- _EXERCISE AIM_
Among the records below, find the line that has "to parse config"; from there, give the lines again exactly, and stop after the line that has "let non_empty = |key: &str|".

- _GIVEN RECORDS_
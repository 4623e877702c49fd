use crate::api::constants::polling;
use crate::api::{Identity, PollingConfig, TrackerConfig, WaitBudget};
use anyhow::{Context, Result};
use log::{debug, info};
use serde::{Deserialize, Serialize};
use std::collections::HashMap;
use std::fmt;
use std::fs;
use std::path::{Path, PathBuf};
use std::time::Duration;

pub const ENV_API_URL: &str = "COMPUTE_API_URL";
pub const ENV_ISSUER_URL: &str = "COMPUTE_ISSUER_URL";
pub const ENV_REALM: &str = "COMPUTE_REALM";
pub const ENV_CLIENT_ID: &str = "COMPUTE_CLIENT_ID";
pub const ENV_CLIENT_SECRET: &str = "COMPUTE_CLIENT_SECRET";
pub const ENV_USERNAME: &str = "COMPUTE_USERNAME";
pub const ENV_PASSWORD: &str = "COMPUTE_PASSWORD";

#[derive(Debug, Clone, Default, Serialize, Deserialize)]
pub struct Config {
    #[serde(default)]
    pub auth: AuthConfig,
    #[serde(default)]
    pub api: ApiConfig,
    #[serde(default)]
    pub polling: PollingSettings,
}

#[derive(Clone, Default, Serialize, Deserialize)]
pub struct AuthConfig {
    #[serde(default)]
    pub issuer_url: String,
    #[serde(default)]
    pub realm: String,
    #[serde(default)]
    pub client_id: String,
    pub client_secret: Option<String>,
    pub username: Option<String>,
    pub password: Option<String>,
}

impl fmt::Debug for AuthConfig {
    fn fmt(&self, f: &mut fmt::Formatter<'_>) -> fmt::Result {
        f.debug_struct("AuthConfig")
            .field("issuer_url", &self.issuer_url)
            .field("realm", &self.realm)
            .field("client_id", &self.client_id)
            .field("client_secret", &self.client_secret.as_ref().map(|_| "***"))
            .field("username", &self.username)
            .field("password", &self.password.as_ref().map(|_| "***"))
            .finish()
    }
}

#[derive(Debug, Clone, Serialize, Deserialize)]
pub struct ApiConfig {
    #[serde(default)]
    pub url: String,
    #[serde(default = "default_request_timeout_secs")]
    pub request_timeout_secs: u64,
    /// Extra headers sent with every request
    #[serde(default)]
    pub headers: HashMap<String, String>,
}

fn default_request_timeout_secs() -> u64 {
    30
}

impl Default for ApiConfig {
    fn default() -> Self {
        Self {
            url: String::new(),
            request_timeout_secs: default_request_timeout_secs(),
            headers: HashMap::new(),
        }
    }
}

#[derive(Debug, Clone, Serialize, Deserialize)]
pub struct PollingSettings {
    #[serde(default = "default_tracker_interval_ms")]
    pub tracker_interval_ms: u64,
    #[serde(default = "default_error_tolerance")]
    pub error_tolerance: u32,
    #[serde(default = "default_not_found_backoff")]
    pub not_found_backoff: f64,
    #[serde(default = "default_wait_interval_ms")]
    pub wait_interval_ms: u64,
    #[serde(default = "default_max_wait_secs")]
    pub max_wait_secs: u64,
}

fn default_tracker_interval_ms() -> u64 {
    polling::TRACKER_INTERVAL.as_millis() as u64
}

fn default_error_tolerance() -> u32 {
    polling::TRACKER_ERROR_TOLERANCE
}

fn default_not_found_backoff() -> f64 {
    polling::NOT_FOUND_BACKOFF
}

fn default_wait_interval_ms() -> u64 {
    polling::WAITER_INTERVAL.as_millis() as u64
}

fn default_max_wait_secs() -> u64 {
    polling::WAITER_MAX_WAIT.as_secs()
}

impl Default for PollingSettings {
    fn default() -> Self {
        Self {
            tracker_interval_ms: default_tracker_interval_ms(),
            error_tolerance: default_error_tolerance(),
            not_found_backoff: default_not_found_backoff(),
            wait_interval_ms: default_wait_interval_ms(),
            max_wait_secs: default_max_wait_secs(),
        }
    }
}

impl Config {
    pub fn get_config_path() -> Result<PathBuf> {
        let config_dir = if cfg!(target_os = "linux") {
            // Use XDG config directory on Linux
            dirs::config_dir()
                .context("Failed to get XDG config directory")?
                .join("compute-cli")
        } else {
            // Use home directory with dot prefix on Windows/Mac
            dirs::home_dir()
                .context("Failed to get home directory")?
                .join(".compute-cli")
        };

        Ok(config_dir.join("config.toml"))
    }

    /// Load the config file (explicit path, or the default location when it
    /// exists), then apply environment overrides. A `.env` file in the
    /// working directory is honored.
    pub fn load(path: Option<&Path>) -> Result<Self> {
        dotenvy::dotenv().ok();

        let mut config = match path {
            Some(path) => Self::from_file(path)?,
            None => {
                let default_path = Self::get_config_path()?;
                if default_path.exists() {
                    Self::from_file(&default_path)?
                } else {
                    info!("No config file at {:?}, using environment only", default_path);
                    Self::default()
                }
            }
        };

        config.apply_overrides(|key| std::env::var(key).ok());
        Ok(config)
    }

    pub fn from_file(path: &Path) -> Result<Self> {
        debug!("Loading config from: {:?}", path);
        let content = fs::read_to_string(path)
            .with_context(|| format!("Failed to read config file: {:?}", path))?;
        Self::from_toml_str(&content)
            .with_context(|| format!("Failed to parse config file: {:?}", path))
    }

    pub fn from_toml_str(content: &str) -> Result<Self> {
        Ok(toml::from_str(content)?)
    }

    /// Override file values with whatever `lookup` returns for the
    /// `COMPUTE_*` variables
    pub fn apply_overrides<F>(&mut self, lookup: F)
    where
        F: Fn(&str) -> Option<String>,
    {
        let non_empty = |key: &str| lookup(key).filter(|v| !v.is_empty());

        if let Some(url) = non_empty(ENV_API_URL) {
            self.api.url = url;
        }
        if let Some(issuer_url) = non_empty(ENV_ISSUER_URL) {
            self.auth.issuer_url = issuer_url;
        }
        if let Some(realm) = non_empty(ENV_REALM) {
            self.auth.realm = realm;
        }
        if let Some(client_id) = non_empty(ENV_CLIENT_ID) {
            self.auth.client_id = client_id;
        }
        if let Some(secret) = non_empty(ENV_CLIENT_SECRET) {
            self.auth.client_secret = Some(secret);
        }
        if let Some(username) = non_empty(ENV_USERNAME) {
            self.auth.username = Some(username);
        }
        if let Some(password) = non_empty(ENV_PASSWORD) {
            self.auth.password = Some(password);
        }
    }

    /// Whether the password flow is configured but the password is missing
    pub fn needs_password(&self) -> bool {
        self.auth.client_secret.as_deref().is_none_or(str::is_empty)
            && self.auth.username.as_deref().is_some_and(|u| !u.is_empty())
            && self.auth.password.as_deref().is_none_or(str::is_empty)
    }

    pub fn identity(&self) -> Result<Identity> {
        Identity::new(
            self.auth.issuer_url.clone(),
            self.auth.realm.clone(),
            self.auth.client_id.clone(),
            self.auth.client_secret.clone(),
            self.auth.username.clone().unwrap_or_default(),
            self.auth.password.clone(),
        )
        .context("Invalid authentication settings")
    }

    pub fn api_url(&self) -> Result<&str> {
        if self.api.url.is_empty() {
            anyhow::bail!("API url is not configured (set {} or [api].url)", ENV_API_URL);
        }
        Ok(&self.api.url)
    }

    pub fn request_timeout(&self) -> Duration {
        Duration::from_secs(self.api.request_timeout_secs)
    }

    pub fn polling(&self) -> PollingConfig {
        let settings = &self.polling;
        PollingConfig {
            tracker: TrackerConfig {
                poll_interval: Duration::from_millis(settings.tracker_interval_ms),
                error_tolerance: settings.error_tolerance,
                not_found_backoff: settings.not_found_backoff,
            },
            wait: WaitBudget::new(
                Duration::from_millis(settings.wait_interval_ms),
                Duration::from_secs(settings.max_wait_secs),
            ),
        }
    }
}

- _TASK RESULT_
            .with_context(|| format!("Failed to parse config file: {:?}", path))
    }

    pub fn from_toml_str(content: &str) -> Result<Self> {
        Ok(toml::from_str(content)?)
    }

    /// Override file values with whatever `lookup` returns for the
    /// `COMPUTE_*` variables
    pub fn apply_overrides<F>(&mut self, lookup: F)
    where
        F: Fn(&str) -> Option<String>,
    {
        let non_empty = |key: &str| lookup(key).filter(|v| !v.is_empty());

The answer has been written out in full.